Scary times often bring out purveyors who, for whatever reason, feel the need to prey on people’s fears. This has been especially true during current COVID-19 conditions. Rather than delve into why I think that is, I’ve instead tried to concentrate on what I think are a few pertinent economic and financial facts that are worth keeping an eye on. Here they are, in no particular order:
1. Contrary to what many may think, bear market draw-downs are actually part of a healthy market. The S&P 500 has experienced 26 “Bear Market” corrections of greater than -20% since 1928. That means on average, they have happened every 3.5 years. Will another severe downturn hit the stock market in the future? Based on history, it would seem to be a pretty good (and easy to predict) bet. One of the reasons we prefer to incorporate tactical positioning into investment portfolios is to help contain or limit downside volatility when markets are weakening, while attempting to reposition into markets that are strengthening or holding their own (in the interest of brevity we’ll save the specifics for future discussion). As to the issue of current market valuation, our indicators are currently, for the most part, neutral. Valuation numbers were actually much higher in 1929, the 1930’s, 2000, and 2008. It is also helpful to keep in mind that conditions of over, or under valuation, can remain in place for long periods of time (even multiple years).

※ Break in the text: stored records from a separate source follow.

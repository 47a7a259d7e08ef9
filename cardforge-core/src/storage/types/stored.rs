//! Generic stored wrapper types
//!
//! - `Stored<Id, T>` - entity with id, content and created_at
//! - `Editable<T>` - adds updated_at to entities that change after creation
//!
//! Cards use `Stored<CardId, Editable<Card>>`; assets are immutable and use
//! `Stored<AssetId, Asset>`.

use std::ops::{Deref, DerefMut};

/// A stored entity: id, content and creation timestamp (unix ms)
///
/// Derefs to the content so fields read through transparently.
#[derive(Clone, Debug, PartialEq)]
pub struct Stored<Id, T> {
    pub id: Id,
    pub content: T,
    pub created_at: i64,
}

impl<Id, T> Stored<Id, T> {
    pub fn new(id: Id, content: T, created_at: i64) -> Self {
        Self {
            id,
            content,
            created_at,
        }
    }

    pub fn id(&self) -> &Id {
        &self.id
    }

    pub fn created_at(&self) -> i64 {
        self.created_at
    }
}

impl<Id, T> Deref for Stored<Id, T> {
    type Target = T;

    fn deref(&self) -> &Self::Target {
        &self.content
    }
}

/// Wrapper for entities that can be modified after creation
#[derive(Clone, Debug, PartialEq)]
pub struct Editable<T> {
    pub content: T,
    /// Unix timestamp (milliseconds) when last updated
    pub updated_at: i64,
}

impl<T> Editable<T> {
    pub fn new(content: T, updated_at: i64) -> Self {
        Self { content, updated_at }
    }

    pub fn updated_at(&self) -> i64 {
        self.updated_at
    }
}

impl<T> Deref for Editable<T> {
    type Target = T;

    fn deref(&self) -> &Self::Target {
        &self.content
    }
}

impl<T> DerefMut for Editable<T> {
    fn deref_mut(&mut self) -> &mut Self::Target {
        &mut self.content
    }
}

#[cfg(test)]
mod tests {
    use super::*;

    #[test]
    fn test_stored_derefs_to_content() {
        let stored = Stored::new("a1", Editable::new(vec![1, 2], 5000), 4000);
        assert_eq!(stored.len(), 2);
        assert_eq!(*stored.id(), "a1");
        assert_eq!(stored.created_at(), 4000);
        assert_eq!(stored.content.updated_at(), 5000);
    }

    #[test]
    fn test_editable_deref_mut() {
        let mut editable = Editable::new(String::from("draft"), 1);
        editable.push_str("-2");
        assert_eq!(editable.as_str(), "draft-2");
        assert_eq!(editable.content, "draft-2");
    }
}
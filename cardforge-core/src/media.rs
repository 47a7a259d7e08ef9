//! Media sniffing for uploaded assets
//!
//! "Animated" means an image format that plays multiple frames. Video and
//! audio are never animated here. Detection runs once, when an asset is
//! attached, and the result is cached as the `animated` binding tag.

use std::io::Cursor;

use image::AnimationDecoder;
use image::codecs::gif::GifDecoder;
use image::codecs::png::PngDecoder;
use image::codecs::webp::WebPDecoder;

/// Image mimetypes that always denote an animation
const ANIMATED_MIMETYPES: &[&str] = &["image/apng"];

fn normalize_mimetype(mimetype: &str) -> String {
    mimetype
        .split(';')
        .next()
        .unwrap_or_default()
        .trim()
        .to_ascii_lowercase()
}

/// Whether the mimetype alone marks the media as animated
pub fn is_animated_mimetype(mimetype: &str) -> bool {
    ANIMATED_MIMETYPES.contains(&normalize_mimetype(mimetype).as_str())
}

/// Decide whether `bytes` of the declared `mimetype` are an animated image
///
/// Bytes the decoder rejects are never animated.
pub fn is_animated(mimetype: &str, bytes: &[u8]) -> bool {
    match normalize_mimetype(mimetype).as_str() {
        "image/gif" => decoded_gif_frames(bytes, 2) > 1,
        "image/png" | "image/apng" => PngDecoder::new(Cursor::new(bytes))
            .and_then(|decoder| decoder.is_apng())
            .unwrap_or(false),
        "image/webp" => WebPDecoder::new(Cursor::new(bytes))
            .map(|decoder| decoder.has_animation())
            .unwrap_or(false),
        _ => false,
    }
}

/// Guess an image mimetype from the file header
pub fn sniff_mimetype(bytes: &[u8]) -> Option<&'static str> {
    image::guess_format(bytes)
        .ok()
        .map(|format| format.to_mime_type())
}

/// Decode up to `limit` frames, stopping at the first one that fails
fn decoded_gif_frames(bytes: &[u8], limit: usize) -> usize {
    match GifDecoder::new(Cursor::new(bytes)) {
        Ok(decoder) => decoder
            .into_frames()
            .take(limit)
            .take_while(Result::is_ok)
            .count(),
        Err(_) => 0,
    }
}

/// Count the frames of a GIF stream
///
/// A truncated stream counts the frames decoded before the data ends.
pub fn gif_frame_count(bytes: &[u8]) -> usize {
    decoded_gif_frames(bytes, usize::MAX)
}
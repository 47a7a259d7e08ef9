//! In-memory CardStore implementation

use anyhow::Result;
use async_trait::async_trait;
use serde_json::Value;
use std::collections::HashMap;
use std::sync::Mutex;

use super::lock;
use crate::storage::helper::unix_timestamp;
use crate::storage::ids::CardId;
use crate::storage::traits::CardStore;
use crate::storage::types::{Card, Editable, Stored, StoredCard};

/// In-memory card store
#[derive(Debug, Default)]
pub struct MemoryCardStore {
    cards: Mutex<HashMap<CardId, StoredCard>>,
}

impl MemoryCardStore {
    pub fn new() -> Self {
        Self::default()
    }
}

#[async_trait]
impl CardStore for MemoryCardStore {
    async fn create_card(&self, card: Card) -> Result<CardId> {
        let id = CardId::new();
        let now = unix_timestamp();
        let stored = Stored::new(id.clone(), Editable::new(card, now), now);
        lock(&self.cards)?.insert(id.clone(), stored);
        Ok(id)
    }

    async fn get_card(&self, id: &CardId) -> Result<Option<StoredCard>> {
        Ok(lock(&self.cards)?.get(id).cloned())
    }

    async fn update_card_data(&self, id: &CardId, data: Value) -> Result<bool> {
        let mut cards = lock(&self.cards)?;
        Ok(match cards.get_mut(id) {
            Some(card) => {
                card.content.data = data;
                card.content.updated_at = unix_timestamp();
                true
            }
            None => false,
        })
    }

    async fn delete_card(&self, id: &CardId) -> Result<bool> {
        Ok(lock(&self.cards)?.remove(id).is_some())
    }
}
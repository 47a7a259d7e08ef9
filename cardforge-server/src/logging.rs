//! tracing setup for the server binary
//!
//! Logs go to stderr and, when a path is available, to
//! `<data dir>/logs/cardforge.log` through a non-blocking writer.

use std::fs::{File, OpenOptions};
use std::path::Path;

use tracing_appender::non_blocking::WorkerGuard;
use tracing_subscriber::{EnvFilter, fmt, prelude::*};

pub const DEFAULT_FILTER: &str = "info,cardforge_core=info,cardforge_server=debug";

/// Filter from an explicit directive, else `RUST_LOG`, else the default
pub fn build_filter(directive: Option<&str>) -> EnvFilter {
    match directive {
        Some(directive) => EnvFilter::try_new(directive).unwrap_or_else(|e| {
            eprintln!("[cardforge] invalid log filter {directive:?}: {e}");
            EnvFilter::new(DEFAULT_FILTER)
        }),
        None => EnvFilter::try_from_default_env().unwrap_or_else(|_| EnvFilter::new(DEFAULT_FILTER)),
    }
}

fn open_log_file(path: &Path) -> Option<File> {
    if let Some(parent) = path.parent() {
        if let Err(e) = std::fs::create_dir_all(parent) {
            eprintln!("[cardforge] failed to create log directory {:?}: {}", parent, e);
            return None;
        }
    }

    match OpenOptions::new().create(true).append(true).open(path) {
        Ok(file) => Some(file),
        Err(e) => {
            eprintln!("[cardforge] failed to open log file {:?}: {}", path, e);
            None
        }
    }
}

/// Install the global subscriber
///
/// The returned guard flushes the file writer on drop; keep it alive for
/// the lifetime of the process.
pub fn init_logging(directive: Option<&str>, log_file: Option<&Path>) -> Option<WorkerGuard> {
    let (file_layer, guard) = match log_file.and_then(open_log_file) {
        Some(file) => {
            let (writer, guard) = tracing_appender::non_blocking(file);
            let layer = fmt::layer()
                .with_writer(writer)
                .with_ansi(false)
                .with_target(true)
                .with_file(true)
                .with_line_number(true);
            (Some(layer), Some(guard))
        }
        None => (None, None),
    };

    let subscriber = tracing_subscriber::registry()
        .with(build_filter(directive))
        .with(fmt::layer().with_writer(std::io::stderr).with_target(true))
        .with(file_layer);

    if let Err(e) = tracing::subscriber::set_global_default(subscriber) {
        eprintln!("[cardforge] failed to set tracing subscriber: {}", e);
    } else if let Some(path) = log_file {
        tracing::info!("logging initialized, writing to {:?}", path);
    }

    guard
}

2. Some are calling for another housing crisis, akin to the aftermath of 2008. But, what really led to that event? There were actually a few things, beginning with the fact that people took on way too much debt relative to their ability to pay. Banks also loaned money to people that either didn’t have good credit, and or flat out lied about their income (so called liar loans). Also, there was a lot of leverage in the collateralized debt markets (CMO’s). While the recent pandemic has certainly put some stress on the real estate market, there are definitely a few significant offsetting points: First; The ability of people to pay their loans has recently been at its most favorable point in 40 years. The same holds true for U.S. government debt, with debt service being very low compared to the size of the debt, and compared to the size of GDP. Borrowers were in much better shape going into this pandemic than they were going into the 2008 financial crisis. Second; Mortgage standards are much higher than they were a dozen years ago. Third; Banks have better capital ratios (due in part to financial reform).
3. Millennials are on-track to be a larger generation than the Baby-Boomers and they tend to save less and spend more. While this may not be good for their retirement plan balances, it is certainly good in economic terms (especially with all the money they stand to inherit).
4. Some have pointed to Money Velocity heading lower, and this is valid. But, what is driving it? A big factor is that the Fed has pumped so much money into the economy, that spending velocity has not kept up. Also, banks are required to keep more capital on hand, (compared to 2008) and people are investing more of it. So, in reality velocity has been technically driven lower because of Fed programs (like QE) but not due to a stagnant economy.
5. Finally, with record amounts of stimulus being injected into the economy, there is much being made about hyper-inflation rearing its head. I am not advocating additional debt, but it is interesting to note that despite all of the debt burdens being alluded to by many, there has been little inflation, as measured by the Consumer Price Index (CPI) over the years of the great debt build up since the 1980’s.